= Mike Hipwell =

Ireland international rugby union player

Michael Louis "Mick" Hipwell (born 15 July 1940) is a former Ireland international rugby union player. He toured New Zealand in 1971 with the British Lions and at the time played club rugby for Terenure College RFC. He was born in Bagenalstown, County Carlow, Irish Free State.

== Rugby career ==
Hipwell played club rugby for Terenure College RFC and provincial rugby for Leinster Rugby. He made his full debut for the Ireland national rugby union team in 1962 playing against the England national rugby union team at Twickenham Stadium. He played for Ireland for ten years with his final international cap coming against the France national rugby union team at Lansdowne Road. He was used as the first official replacement used by Ireland in international rugby in 1969 after substitutions were permitted by the International Rugby Football Board. Hipwell was also selected to play for the British Lions on their 1971 tour to New Zealand.
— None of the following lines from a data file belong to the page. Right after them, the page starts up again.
#[cfg(test)]
mod tests {
    use super::*;
    use crate::task::{MemoryTaskGateway, TaskPriority};
    use crate::view::{SortKey, StatusFilter};
    use async_trait::async_trait;
    use std::sync::atomic::{AtomicBool, AtomicUsize, Ordering};

    /// Memory gateway that can be told to fail and counts calls
    #[derive(Default)]
    struct FlakyGateway {
        inner: MemoryTaskGateway,
        down: AtomicBool,
        slow: AtomicBool,
        calls: AtomicUsize,
        updates: AtomicUsize,
    }

    impl FlakyGateway {
        fn set_down(&self, down: bool) {
            self.down.store(down, Ordering::SeqCst);
        }

        fn set_slow(&self, slow: bool) {
            self.slow.store(slow, Ordering::SeqCst);
        }

        fn calls(&self) -> usize {
            self.calls.load(Ordering::SeqCst)
        }

        fn check(&self) -> Result<()> {
            self.calls.fetch_add(1, Ordering::SeqCst);
            if self.down.load(Ordering::SeqCst) {
                return Err(Error::StoreUnavailable("network down".into()));
            }
            Ok(())
        }
    }

    #[async_trait]
    impl TaskGateway for FlakyGateway {
        async fn list(&self) -> Result<Vec<Task>> {
            self.check()?;
            self.inner.list().await
        }
        async fn insert(&self, draft: TaskDraft) -> Result<Task> {
            self.check()?;
            self.inner.insert(draft).await
        }
        async fn insert_batch(&self, drafts: Vec<TaskDraft>) -> Result<Vec<Task>> {
            self.check()?;
            self.inner.insert_batch(drafts).await
        }
        async fn update(&self, id: &str, patch: TaskPatch) -> Result<()> {
            self.check()?;
            self.updates.fetch_add(1, Ordering::SeqCst);
            if self.slow.load(Ordering::SeqCst) {
                tokio::time::sleep(std::time::Duration::from_millis(50)).await;
            }
            self.inner.update(id, patch).await
        }
        async fn delete(&self, id: &str) -> Result<()> {
            self.check()?;
            self.inner.delete(id).await
        }
        fn backend(&self) -> &'static str {
            "flaky"
        }
    }

    async fn store_with(titles: &[&str]) -> (TaskStore, Arc<FlakyGateway>) {
        let gateway = Arc::new(FlakyGateway::default());
        for title in titles {
            gateway.inner.insert(TaskDraft::new(*title)).await.unwrap();
        }
        let store = TaskStore::new(gateway.clone());
        store.load(None).await.unwrap();
        (store, gateway)
    }

    #[tokio::test]
    async fn test_add_prepends_and_counts() {
        let (store, _gateway) = store_with(&["Existing"]).await;
        let before = store.stats().await;

        let task = store
            .add(TaskDraft::new("Write release notes").with_priority(TaskPriority::High))
            .await
            .unwrap();

        let view = store.view(&ViewQuery::new()).await;
        assert_eq!(view[0].id, task.id);
        let after = store.stats().await;
        assert_eq!(after.total, before.total + 1);
        assert_eq!(after.high_priority, before.high_priority + 1);
    }

    #[tokio::test]
    async fn test_blank_title_never_reaches_gateway() {
        let (store, gateway) = store_with(&["Existing"]).await;
        let before = store.snapshot().await;
        let calls = gateway.calls();

        let result = store.add(TaskDraft::new("   ")).await;

        assert!(matches!(result, Err(Error::Validation(_))));
        assert_eq!(gateway.calls(), calls);
        assert_eq!(store.snapshot().await, before);
    }

    #[tokio::test]
    async fn test_failed_add_leaves_collection() {
        let (store, gateway) = store_with(&["Existing"]).await;
        let before = store.tasks().await;
        gateway.set_down(true);

        let result = store.add(TaskDraft::new("Lost")).await;

        assert!(matches!(result, Err(Error::StoreUnavailable(_))));
        assert_eq!(store.tasks().await, before);
        assert!(store.last_error().await.is_some());
    }

    #[tokio::test]
    async fn test_complete_pending_task() {
        let (store, _gateway) = store_with(&["Pending one"]).await;
        let original = store.tasks().await.remove(0);
        let before = store.stats().await;

        store
            .update_status(&original.id, TaskStatus::Completed)
            .await
            .unwrap();

        let updated = store.tasks().await.remove(0);
        assert_eq!(updated.status, TaskStatus::Completed);
        assert!(updated.updated_at > original.updated_at);
        assert_eq!(updated.created_at, original.created_at);
        assert_eq!(updated.title, original.title);

        let after = store.stats().await;
        assert_eq!(after.pending, before.pending - 1);
        assert_eq!(after.completed, before.completed + 1);
    }

    #[tokio::test]
    async fn test_failed_update_and_remove_preserve_state() {
        let (store, gateway) = store_with(&["One", "Two"]).await;
        let before = store.tasks().await;
        let id = before[0].id.clone();
        gateway.set_down(true);

        let update = store.update_status(&id, TaskStatus::Completed).await;
        let remove = store.remove(&id).await;

        assert!(matches!(update, Err(Error::StoreUnavailable(_))));
        assert!(matches!(remove, Err(Error::StoreUnavailable(_))));
        assert_eq!(store.tasks().await, before);
    }

    #[tokio::test]
    async fn test_remove() {
        let (store, gateway) = store_with(&["Keep", "Drop"]).await;
        let id = store
            .tasks()
            .await
            .into_iter()
            .find(|t| t.title == "Drop")
            .unwrap()
            .id;

        store.remove(&id).await.unwrap();

        let titles: Vec<String> = store.tasks().await.into_iter().map(|t| t.title).collect();
        assert_eq!(titles, vec!["Keep".to_string()]);
        assert_eq!(gateway.inner.list().await.unwrap().len(), 1);
    }

    #[tokio::test]
    async fn test_not_found_reconciles_with_gateway() {
        let (store, gateway) = store_with(&["Stale"]).await;
        let id = store.tasks().await[0].id.clone();
        // Someone else deleted it behind our back
        gateway.inner.delete(&id).await.unwrap();

        let result = store.update_status(&id, TaskStatus::Completed).await;

        assert!(matches!(result, Err(Error::NotFound(_))));
        assert!(store.tasks().await.is_empty());
    }

    #[tokio::test]
    async fn test_remove_not_found_reconciles_with_gateway() {
        let (store, gateway) = store_with(&["Gone", "Stays"]).await;
        let id = store
            .tasks()
            .await
            .into_iter()
            .find(|t| t.title == "Gone")
            .unwrap()
            .id;
        gateway.inner.delete(&id).await.unwrap();

        let result = store.remove(&id).await;

        assert!(matches!(result, Err(Error::NotFound(_))));
        let titles: Vec<String> = store.tasks().await.into_iter().map(|t| t.title).collect();
        assert_eq!(titles, vec!["Stays".to_string()]);
    }

    #[tokio::test]
    async fn test_refresh_failure_keeps_tasks() {
        let (store, gateway) = store_with(&["One"]).await;
        let before = store.tasks().await;
        gateway.set_down(true);

        assert!(store.refresh().await.is_err());

        assert_eq!(store.tasks().await, before);
        assert_eq!(
            store.last_error().await.as_deref(),
            Some("Store unavailable: network down")
        );
        store.clear_error().await;
        assert!(store.last_error().await.is_none());
    }

    #[tokio::test]
    async fn test_refresh_orders_newest_first() {
        let (store, _gateway) = store_with(&["first", "second", "third"]).await;

        let tasks = store.tasks().await;

        assert!(tasks
            .windows(2)
            .all(|pair| pair[0].created_at >= pair[1].created_at));
    }

    #[tokio::test]
    async fn test_edit_fields() {
        let (store, _gateway) = store_with(&["Draft"]).await;
        let id = store.tasks().await[0].id.clone();

        store
            .update(
                &id,
                TaskPatch::default()
                    .with_title(" Final ")
                    .with_priority(TaskPriority::High),
            )
            .await
            .unwrap();

        let task = store.tasks().await.remove(0);
        assert_eq!(task.title, "Final");
        assert_eq!(task.priority, TaskPriority::High);
        assert_eq!(task.status, TaskStatus::Pending);
    }

    #[tokio::test]
    async fn test_edit_with_blank_title_is_rejected() {
        let (store, gateway) = store_with(&["Draft"]).await;
        let id = store.tasks().await[0].id.clone();
        let calls = gateway.calls();

        let result = store.update(&id, TaskPatch::default().with_title("")).await;

        assert!(matches!(result, Err(Error::Validation(_))));
        assert_eq!(gateway.calls(), calls);
    }

    #[tokio::test]
    async fn test_busy_record_is_rejected() {
        let (store, _gateway) = store_with(&["Contended"]).await;
        let id = store.tasks().await[0].id.clone();

        let guard = store.claim(&id).unwrap();
        let result = store.update_status(&id, TaskStatus::Completed).await;
        assert!(matches!(result, Err(Error::Busy(_))));

        drop(guard);
        store
            .update_status(&id, TaskStatus::Completed)
            .await
            .unwrap();
    }

    #[tokio::test]
    async fn test_concurrent_updates_on_one_record() {
        let (store, gateway) = store_with(&["Contended"]).await;
        let id = store.tasks().await[0].id.clone();
        gateway.set_slow(true);

        let (first, second) = tokio::join!(
            store.update_status(&id, TaskStatus::Completed),
            store.update_status(&id, TaskStatus::Pending),
        );

        let busy = [&first, &second]
            .iter()
            .filter(|r| matches!(r, Err(Error::Busy(_))))
            .count();
        assert_eq!(busy, 1);
        assert!(first.is_ok() || second.is_ok());
        assert_eq!(gateway.updates.load(Ordering::SeqCst), 1);
        assert_eq!(store.tasks().await, gateway.inner.list().await.unwrap());
    }

    #[tokio::test]
    async fn test_stats_ignore_view_settings() {
        let (store, _gateway) = store_with(&["a", "b", "c"]).await;
        let id = store.tasks().await[0].id.clone();
        store.update_status(&id, TaskStatus::Completed).await.unwrap();

        let completed_view = store
            .view(
                &ViewQuery::new()
                    .with_filter(StatusFilter::Completed)
                    .with_sort(SortKey::Priority),
            )
            .await;
        let stats = store.stats().await;

        assert_eq!(completed_view.len(), 1);
        assert_eq!(stats.total, 3);
        assert_eq!(stats.completed, 1);
        assert_eq!(stats.pending, 2);
    }

    #[test]
    fn test_next_stamp_moves_forward() {
        let future = Utc::now() + Duration::hours(1);
        assert!(next_stamp(Some(future)) > future);
        assert!(next_stamp(None) <= Utc::now());
    }
}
However Hipwell injured his knee in the tour as well as received facial damage in a match against the Canterbury Rugby Football Union and was replaced on the Lions tour by Rodger Arneil. It was suspected that the action to injure was predetermined by the Canterbury coaches so to damage the British Lions before they played the All Blacks as two Lions props were also injured in the match.

==Personal life==
Hipwell has a brother called Dave, who played for the Zambia national rugby union team and later moved to Rhodesia to serve in the British South Africa Police.